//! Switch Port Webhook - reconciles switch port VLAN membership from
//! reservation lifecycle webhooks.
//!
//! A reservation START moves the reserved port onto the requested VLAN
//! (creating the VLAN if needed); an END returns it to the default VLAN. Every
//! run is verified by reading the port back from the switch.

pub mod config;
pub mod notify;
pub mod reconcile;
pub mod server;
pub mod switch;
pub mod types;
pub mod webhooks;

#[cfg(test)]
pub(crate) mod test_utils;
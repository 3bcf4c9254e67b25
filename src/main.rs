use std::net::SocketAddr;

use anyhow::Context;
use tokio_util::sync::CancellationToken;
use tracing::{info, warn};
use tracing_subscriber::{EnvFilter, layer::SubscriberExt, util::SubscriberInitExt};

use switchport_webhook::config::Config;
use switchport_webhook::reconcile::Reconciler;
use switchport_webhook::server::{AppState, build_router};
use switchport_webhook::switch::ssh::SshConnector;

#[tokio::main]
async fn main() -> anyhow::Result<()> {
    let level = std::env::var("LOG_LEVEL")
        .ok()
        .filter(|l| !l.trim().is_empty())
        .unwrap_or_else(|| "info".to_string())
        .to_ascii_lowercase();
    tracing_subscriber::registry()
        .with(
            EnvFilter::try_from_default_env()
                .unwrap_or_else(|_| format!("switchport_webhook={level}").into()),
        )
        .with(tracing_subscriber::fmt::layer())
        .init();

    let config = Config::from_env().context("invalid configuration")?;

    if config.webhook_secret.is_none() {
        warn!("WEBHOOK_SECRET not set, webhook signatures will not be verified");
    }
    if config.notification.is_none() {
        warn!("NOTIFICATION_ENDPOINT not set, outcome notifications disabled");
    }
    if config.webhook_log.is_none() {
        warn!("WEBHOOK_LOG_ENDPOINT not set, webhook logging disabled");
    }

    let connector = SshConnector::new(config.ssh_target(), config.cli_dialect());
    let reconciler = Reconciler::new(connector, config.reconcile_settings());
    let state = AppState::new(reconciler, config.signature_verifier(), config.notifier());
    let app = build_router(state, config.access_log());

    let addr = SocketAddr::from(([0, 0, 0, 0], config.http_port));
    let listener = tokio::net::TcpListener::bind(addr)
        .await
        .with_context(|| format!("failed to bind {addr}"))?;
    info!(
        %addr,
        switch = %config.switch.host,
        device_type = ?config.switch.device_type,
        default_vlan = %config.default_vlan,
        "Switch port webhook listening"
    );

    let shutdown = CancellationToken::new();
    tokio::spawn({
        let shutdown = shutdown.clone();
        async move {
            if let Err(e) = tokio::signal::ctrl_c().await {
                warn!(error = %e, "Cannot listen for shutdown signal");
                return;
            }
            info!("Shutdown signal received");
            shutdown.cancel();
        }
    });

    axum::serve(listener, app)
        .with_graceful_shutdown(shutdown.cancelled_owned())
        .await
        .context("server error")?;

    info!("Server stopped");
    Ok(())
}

* * * * * * * * *

* _DIRECTIONS FOR THIS TASK_
Only lines with the word "info" are wanted. Find and copy them from the records above.

* _YOUR RESPONSE_
use tracing::{info, warn};
        .unwrap_or_else(|| "info".to_string())
    info!(
            info!("Shutdown signal received");
    info!("Server stopped");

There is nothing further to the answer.